> _What to do_
Each line in the records that mentions the word "free" needs to be listed.

> _Data in this exercise_
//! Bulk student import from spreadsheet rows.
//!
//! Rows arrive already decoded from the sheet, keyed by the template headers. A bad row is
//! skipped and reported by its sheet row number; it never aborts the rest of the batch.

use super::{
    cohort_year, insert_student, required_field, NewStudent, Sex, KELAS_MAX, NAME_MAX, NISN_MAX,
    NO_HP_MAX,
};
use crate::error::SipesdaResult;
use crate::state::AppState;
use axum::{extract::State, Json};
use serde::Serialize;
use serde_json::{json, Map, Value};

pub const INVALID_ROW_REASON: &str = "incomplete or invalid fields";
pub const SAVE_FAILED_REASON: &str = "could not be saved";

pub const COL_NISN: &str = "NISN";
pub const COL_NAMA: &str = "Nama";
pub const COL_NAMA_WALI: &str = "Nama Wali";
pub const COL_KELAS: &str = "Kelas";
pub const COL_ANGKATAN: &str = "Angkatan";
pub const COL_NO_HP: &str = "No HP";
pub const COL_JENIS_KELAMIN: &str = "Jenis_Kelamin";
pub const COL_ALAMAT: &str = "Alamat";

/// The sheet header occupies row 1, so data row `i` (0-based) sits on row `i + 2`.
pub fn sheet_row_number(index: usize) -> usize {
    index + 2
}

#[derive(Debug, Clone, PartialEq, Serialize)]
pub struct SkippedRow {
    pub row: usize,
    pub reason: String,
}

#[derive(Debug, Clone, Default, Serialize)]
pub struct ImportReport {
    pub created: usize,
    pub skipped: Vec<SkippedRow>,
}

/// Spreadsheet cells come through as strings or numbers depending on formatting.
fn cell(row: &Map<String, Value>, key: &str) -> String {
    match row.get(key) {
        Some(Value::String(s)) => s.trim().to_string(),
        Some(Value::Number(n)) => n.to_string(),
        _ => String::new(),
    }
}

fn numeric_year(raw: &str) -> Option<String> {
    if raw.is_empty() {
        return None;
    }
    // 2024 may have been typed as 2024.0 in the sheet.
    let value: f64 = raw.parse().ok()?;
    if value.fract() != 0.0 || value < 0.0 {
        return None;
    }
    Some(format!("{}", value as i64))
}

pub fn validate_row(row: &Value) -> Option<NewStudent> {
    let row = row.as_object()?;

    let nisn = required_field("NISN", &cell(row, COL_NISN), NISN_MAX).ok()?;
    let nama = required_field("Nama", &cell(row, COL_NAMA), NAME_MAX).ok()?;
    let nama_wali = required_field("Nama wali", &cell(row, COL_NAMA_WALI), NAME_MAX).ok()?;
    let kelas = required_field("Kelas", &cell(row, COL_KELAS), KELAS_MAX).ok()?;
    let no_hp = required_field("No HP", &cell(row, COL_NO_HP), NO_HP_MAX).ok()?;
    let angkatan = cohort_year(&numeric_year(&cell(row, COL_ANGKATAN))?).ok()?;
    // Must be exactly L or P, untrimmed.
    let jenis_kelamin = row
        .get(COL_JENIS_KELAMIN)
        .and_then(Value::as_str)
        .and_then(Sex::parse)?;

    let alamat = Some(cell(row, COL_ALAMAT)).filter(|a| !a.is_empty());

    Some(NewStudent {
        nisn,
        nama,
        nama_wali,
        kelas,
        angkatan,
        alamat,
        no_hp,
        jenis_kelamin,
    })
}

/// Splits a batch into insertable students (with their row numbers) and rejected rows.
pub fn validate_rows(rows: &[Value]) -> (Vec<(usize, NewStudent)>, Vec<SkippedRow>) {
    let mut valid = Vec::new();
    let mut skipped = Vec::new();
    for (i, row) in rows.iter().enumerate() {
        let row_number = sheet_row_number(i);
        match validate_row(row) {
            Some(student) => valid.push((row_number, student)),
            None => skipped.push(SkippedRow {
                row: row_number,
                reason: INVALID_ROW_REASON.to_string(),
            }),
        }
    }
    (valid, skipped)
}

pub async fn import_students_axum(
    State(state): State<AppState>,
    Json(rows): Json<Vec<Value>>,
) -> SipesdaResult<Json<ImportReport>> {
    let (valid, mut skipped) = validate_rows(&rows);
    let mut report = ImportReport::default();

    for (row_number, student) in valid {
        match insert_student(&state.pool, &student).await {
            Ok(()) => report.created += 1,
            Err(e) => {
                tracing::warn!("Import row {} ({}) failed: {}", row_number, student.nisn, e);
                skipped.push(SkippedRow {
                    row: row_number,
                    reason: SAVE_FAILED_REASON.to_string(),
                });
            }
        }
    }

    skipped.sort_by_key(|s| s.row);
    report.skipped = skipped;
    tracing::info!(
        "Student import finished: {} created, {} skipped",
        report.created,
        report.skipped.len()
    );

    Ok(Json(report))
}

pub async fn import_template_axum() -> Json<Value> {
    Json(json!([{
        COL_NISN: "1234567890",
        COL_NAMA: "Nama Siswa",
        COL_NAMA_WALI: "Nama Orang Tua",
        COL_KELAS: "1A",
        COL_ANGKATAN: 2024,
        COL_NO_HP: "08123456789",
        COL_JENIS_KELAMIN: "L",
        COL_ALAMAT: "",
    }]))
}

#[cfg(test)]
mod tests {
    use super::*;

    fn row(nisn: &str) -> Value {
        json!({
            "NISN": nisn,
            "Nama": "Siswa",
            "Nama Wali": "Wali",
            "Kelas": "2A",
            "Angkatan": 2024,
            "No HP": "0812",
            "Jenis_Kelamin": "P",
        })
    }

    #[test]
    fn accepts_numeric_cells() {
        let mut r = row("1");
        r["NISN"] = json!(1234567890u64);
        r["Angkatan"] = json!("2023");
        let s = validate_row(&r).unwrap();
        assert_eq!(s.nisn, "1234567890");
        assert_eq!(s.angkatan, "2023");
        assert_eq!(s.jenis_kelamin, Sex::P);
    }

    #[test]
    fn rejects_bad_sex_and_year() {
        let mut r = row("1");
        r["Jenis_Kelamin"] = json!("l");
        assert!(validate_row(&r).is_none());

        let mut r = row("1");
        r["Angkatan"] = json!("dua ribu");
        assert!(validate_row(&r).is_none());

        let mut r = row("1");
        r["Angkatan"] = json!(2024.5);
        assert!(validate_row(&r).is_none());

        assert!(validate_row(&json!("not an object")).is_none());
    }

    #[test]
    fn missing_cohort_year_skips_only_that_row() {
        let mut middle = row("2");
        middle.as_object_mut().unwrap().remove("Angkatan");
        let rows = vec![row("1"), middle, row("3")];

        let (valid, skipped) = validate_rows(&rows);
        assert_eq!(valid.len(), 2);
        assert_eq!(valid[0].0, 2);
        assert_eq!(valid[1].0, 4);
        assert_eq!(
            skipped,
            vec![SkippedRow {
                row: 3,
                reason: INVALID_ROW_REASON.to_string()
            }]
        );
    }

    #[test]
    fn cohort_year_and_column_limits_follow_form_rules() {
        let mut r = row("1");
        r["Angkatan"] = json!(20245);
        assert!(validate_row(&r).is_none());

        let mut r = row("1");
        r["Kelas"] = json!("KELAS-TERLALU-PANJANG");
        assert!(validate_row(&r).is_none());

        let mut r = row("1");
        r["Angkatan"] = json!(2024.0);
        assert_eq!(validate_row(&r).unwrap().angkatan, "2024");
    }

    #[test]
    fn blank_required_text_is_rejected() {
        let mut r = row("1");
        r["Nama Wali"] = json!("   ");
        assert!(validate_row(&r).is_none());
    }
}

==

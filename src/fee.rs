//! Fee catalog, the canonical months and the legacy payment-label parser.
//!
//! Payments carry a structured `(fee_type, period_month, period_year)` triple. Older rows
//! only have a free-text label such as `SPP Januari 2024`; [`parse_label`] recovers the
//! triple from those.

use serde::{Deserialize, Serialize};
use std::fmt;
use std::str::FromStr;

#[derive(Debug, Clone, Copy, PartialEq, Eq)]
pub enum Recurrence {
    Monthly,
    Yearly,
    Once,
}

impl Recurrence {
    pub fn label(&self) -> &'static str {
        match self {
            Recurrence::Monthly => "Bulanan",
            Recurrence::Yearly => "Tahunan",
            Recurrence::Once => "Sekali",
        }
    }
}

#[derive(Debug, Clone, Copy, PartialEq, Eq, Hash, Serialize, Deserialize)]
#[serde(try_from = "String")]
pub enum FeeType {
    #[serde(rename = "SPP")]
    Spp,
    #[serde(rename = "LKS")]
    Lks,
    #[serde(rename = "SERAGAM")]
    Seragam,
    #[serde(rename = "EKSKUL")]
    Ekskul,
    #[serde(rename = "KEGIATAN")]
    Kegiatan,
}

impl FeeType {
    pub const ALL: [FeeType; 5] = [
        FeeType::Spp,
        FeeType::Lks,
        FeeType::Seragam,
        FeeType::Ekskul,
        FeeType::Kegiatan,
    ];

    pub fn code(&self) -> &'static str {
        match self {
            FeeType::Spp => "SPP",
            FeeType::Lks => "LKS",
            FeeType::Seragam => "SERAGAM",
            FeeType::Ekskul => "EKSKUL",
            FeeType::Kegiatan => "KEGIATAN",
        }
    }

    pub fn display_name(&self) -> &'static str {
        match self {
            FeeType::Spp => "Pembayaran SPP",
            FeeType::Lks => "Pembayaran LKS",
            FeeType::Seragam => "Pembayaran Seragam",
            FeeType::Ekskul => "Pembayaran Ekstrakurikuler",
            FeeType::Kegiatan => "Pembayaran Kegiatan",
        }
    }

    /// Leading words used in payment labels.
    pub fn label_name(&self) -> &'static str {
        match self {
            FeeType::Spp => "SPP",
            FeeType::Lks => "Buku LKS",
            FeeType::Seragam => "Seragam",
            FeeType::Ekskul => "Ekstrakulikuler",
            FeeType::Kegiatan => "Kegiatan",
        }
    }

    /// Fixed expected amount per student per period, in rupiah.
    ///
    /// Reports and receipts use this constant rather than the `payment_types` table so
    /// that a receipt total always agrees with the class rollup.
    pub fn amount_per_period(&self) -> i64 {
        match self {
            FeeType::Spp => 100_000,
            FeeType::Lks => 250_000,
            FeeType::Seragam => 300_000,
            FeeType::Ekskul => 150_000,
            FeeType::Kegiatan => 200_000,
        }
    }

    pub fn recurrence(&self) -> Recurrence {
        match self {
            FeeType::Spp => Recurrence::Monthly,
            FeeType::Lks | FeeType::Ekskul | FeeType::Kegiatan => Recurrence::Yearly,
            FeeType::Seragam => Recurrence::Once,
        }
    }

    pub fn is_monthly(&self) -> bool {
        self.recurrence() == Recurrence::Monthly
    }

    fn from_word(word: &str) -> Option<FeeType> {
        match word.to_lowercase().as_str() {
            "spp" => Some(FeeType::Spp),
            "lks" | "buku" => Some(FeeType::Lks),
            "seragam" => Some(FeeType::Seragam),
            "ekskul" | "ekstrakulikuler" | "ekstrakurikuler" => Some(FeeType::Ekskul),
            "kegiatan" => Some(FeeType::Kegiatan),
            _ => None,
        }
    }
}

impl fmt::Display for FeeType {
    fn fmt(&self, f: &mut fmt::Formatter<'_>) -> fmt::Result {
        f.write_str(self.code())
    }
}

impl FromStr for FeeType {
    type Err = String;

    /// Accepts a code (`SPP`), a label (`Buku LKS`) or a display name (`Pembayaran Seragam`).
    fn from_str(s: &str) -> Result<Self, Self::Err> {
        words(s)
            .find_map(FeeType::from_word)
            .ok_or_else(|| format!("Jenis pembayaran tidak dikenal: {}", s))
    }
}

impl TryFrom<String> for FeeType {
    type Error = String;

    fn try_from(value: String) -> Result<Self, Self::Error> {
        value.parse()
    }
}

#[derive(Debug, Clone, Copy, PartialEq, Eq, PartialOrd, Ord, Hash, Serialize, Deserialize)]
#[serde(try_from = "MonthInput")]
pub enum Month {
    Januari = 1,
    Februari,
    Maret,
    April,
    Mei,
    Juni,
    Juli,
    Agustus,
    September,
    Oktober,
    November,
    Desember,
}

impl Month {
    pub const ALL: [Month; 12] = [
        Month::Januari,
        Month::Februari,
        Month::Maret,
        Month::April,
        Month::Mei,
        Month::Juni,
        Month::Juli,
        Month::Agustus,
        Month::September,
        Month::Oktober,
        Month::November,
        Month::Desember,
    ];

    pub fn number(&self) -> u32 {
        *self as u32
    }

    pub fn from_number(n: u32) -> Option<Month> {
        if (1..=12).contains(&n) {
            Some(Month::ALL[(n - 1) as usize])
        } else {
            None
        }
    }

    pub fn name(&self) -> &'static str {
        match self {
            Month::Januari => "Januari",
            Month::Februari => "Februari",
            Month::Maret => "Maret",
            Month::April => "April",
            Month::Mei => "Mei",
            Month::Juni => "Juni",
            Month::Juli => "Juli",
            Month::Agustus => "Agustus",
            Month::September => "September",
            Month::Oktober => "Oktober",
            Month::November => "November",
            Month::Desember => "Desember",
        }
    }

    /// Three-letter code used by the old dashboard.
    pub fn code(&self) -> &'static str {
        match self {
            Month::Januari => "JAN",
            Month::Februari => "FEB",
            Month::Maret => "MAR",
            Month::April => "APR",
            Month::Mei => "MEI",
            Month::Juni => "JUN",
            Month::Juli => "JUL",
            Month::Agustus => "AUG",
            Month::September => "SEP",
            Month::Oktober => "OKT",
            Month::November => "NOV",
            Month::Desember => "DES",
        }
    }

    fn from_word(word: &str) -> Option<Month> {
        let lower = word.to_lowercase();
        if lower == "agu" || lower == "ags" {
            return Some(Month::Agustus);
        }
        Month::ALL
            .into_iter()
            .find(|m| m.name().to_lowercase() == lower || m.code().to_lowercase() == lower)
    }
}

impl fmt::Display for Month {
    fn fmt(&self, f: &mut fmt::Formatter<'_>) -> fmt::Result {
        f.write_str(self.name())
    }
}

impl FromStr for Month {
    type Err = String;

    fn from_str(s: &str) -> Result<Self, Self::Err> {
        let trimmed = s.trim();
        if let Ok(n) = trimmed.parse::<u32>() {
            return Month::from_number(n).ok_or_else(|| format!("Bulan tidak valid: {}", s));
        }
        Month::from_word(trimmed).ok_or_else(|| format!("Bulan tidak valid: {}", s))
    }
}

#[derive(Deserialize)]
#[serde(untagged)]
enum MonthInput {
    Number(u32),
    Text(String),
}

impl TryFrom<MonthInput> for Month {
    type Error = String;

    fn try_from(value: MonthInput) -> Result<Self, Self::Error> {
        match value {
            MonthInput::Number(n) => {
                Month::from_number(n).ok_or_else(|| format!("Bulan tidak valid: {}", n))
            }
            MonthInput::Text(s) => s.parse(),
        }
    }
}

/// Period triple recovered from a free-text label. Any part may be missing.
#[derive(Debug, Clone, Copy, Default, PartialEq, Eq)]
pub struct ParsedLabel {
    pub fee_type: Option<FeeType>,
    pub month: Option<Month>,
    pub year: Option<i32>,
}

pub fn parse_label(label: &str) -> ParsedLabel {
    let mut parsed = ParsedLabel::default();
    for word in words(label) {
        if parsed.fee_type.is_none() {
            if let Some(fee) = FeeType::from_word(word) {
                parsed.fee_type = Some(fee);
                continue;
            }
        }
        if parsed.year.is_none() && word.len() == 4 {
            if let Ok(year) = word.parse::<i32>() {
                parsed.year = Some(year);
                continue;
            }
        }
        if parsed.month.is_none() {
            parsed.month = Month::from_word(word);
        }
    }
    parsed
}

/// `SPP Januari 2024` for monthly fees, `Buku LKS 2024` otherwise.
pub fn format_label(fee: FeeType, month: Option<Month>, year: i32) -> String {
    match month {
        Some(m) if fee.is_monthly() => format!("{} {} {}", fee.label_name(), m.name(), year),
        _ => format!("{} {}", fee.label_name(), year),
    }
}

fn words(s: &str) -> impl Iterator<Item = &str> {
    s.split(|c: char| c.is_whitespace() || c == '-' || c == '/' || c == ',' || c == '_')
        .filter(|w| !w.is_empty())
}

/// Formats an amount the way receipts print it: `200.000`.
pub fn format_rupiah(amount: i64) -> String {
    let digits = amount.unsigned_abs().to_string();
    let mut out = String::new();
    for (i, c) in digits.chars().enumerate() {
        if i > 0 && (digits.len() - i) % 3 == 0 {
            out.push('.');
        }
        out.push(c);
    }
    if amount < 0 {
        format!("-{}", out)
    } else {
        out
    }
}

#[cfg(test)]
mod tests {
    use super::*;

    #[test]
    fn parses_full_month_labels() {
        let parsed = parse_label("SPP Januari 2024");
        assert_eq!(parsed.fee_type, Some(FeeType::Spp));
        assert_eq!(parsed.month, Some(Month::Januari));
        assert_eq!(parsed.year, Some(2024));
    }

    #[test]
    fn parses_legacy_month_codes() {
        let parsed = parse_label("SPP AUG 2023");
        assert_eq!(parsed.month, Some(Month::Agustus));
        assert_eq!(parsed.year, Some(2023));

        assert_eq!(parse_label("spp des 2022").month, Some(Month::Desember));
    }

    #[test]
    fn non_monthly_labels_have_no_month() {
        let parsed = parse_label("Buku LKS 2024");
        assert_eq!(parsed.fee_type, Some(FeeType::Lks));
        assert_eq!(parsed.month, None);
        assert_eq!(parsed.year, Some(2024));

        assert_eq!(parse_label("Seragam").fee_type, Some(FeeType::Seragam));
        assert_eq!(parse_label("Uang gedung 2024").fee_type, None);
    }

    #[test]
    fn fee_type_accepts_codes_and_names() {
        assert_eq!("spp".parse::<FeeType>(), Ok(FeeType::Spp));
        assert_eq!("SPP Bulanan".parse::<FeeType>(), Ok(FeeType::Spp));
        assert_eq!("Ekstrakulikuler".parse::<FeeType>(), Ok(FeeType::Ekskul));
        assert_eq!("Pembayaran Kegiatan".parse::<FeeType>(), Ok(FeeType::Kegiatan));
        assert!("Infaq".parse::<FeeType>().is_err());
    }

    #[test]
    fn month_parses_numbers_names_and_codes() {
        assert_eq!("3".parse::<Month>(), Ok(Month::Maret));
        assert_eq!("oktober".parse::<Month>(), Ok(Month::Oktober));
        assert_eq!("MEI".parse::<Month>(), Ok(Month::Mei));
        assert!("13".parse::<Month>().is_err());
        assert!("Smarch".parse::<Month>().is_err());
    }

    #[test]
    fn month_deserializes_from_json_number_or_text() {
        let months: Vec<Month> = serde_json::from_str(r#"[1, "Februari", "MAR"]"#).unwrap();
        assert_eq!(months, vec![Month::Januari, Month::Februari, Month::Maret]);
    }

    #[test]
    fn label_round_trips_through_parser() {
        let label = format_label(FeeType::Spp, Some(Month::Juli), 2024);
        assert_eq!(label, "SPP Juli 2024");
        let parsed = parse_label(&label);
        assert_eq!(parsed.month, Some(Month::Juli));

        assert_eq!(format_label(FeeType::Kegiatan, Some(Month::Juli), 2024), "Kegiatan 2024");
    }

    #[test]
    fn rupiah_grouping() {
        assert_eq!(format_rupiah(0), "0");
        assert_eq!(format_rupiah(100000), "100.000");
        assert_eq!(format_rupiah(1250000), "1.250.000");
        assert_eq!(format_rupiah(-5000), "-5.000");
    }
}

> _Task result_
//! only have a free-text label such as `SPP Januari 2024`; [`parse_label`] recovers the
/// Period triple recovered from a free-text label. Any part may be missing.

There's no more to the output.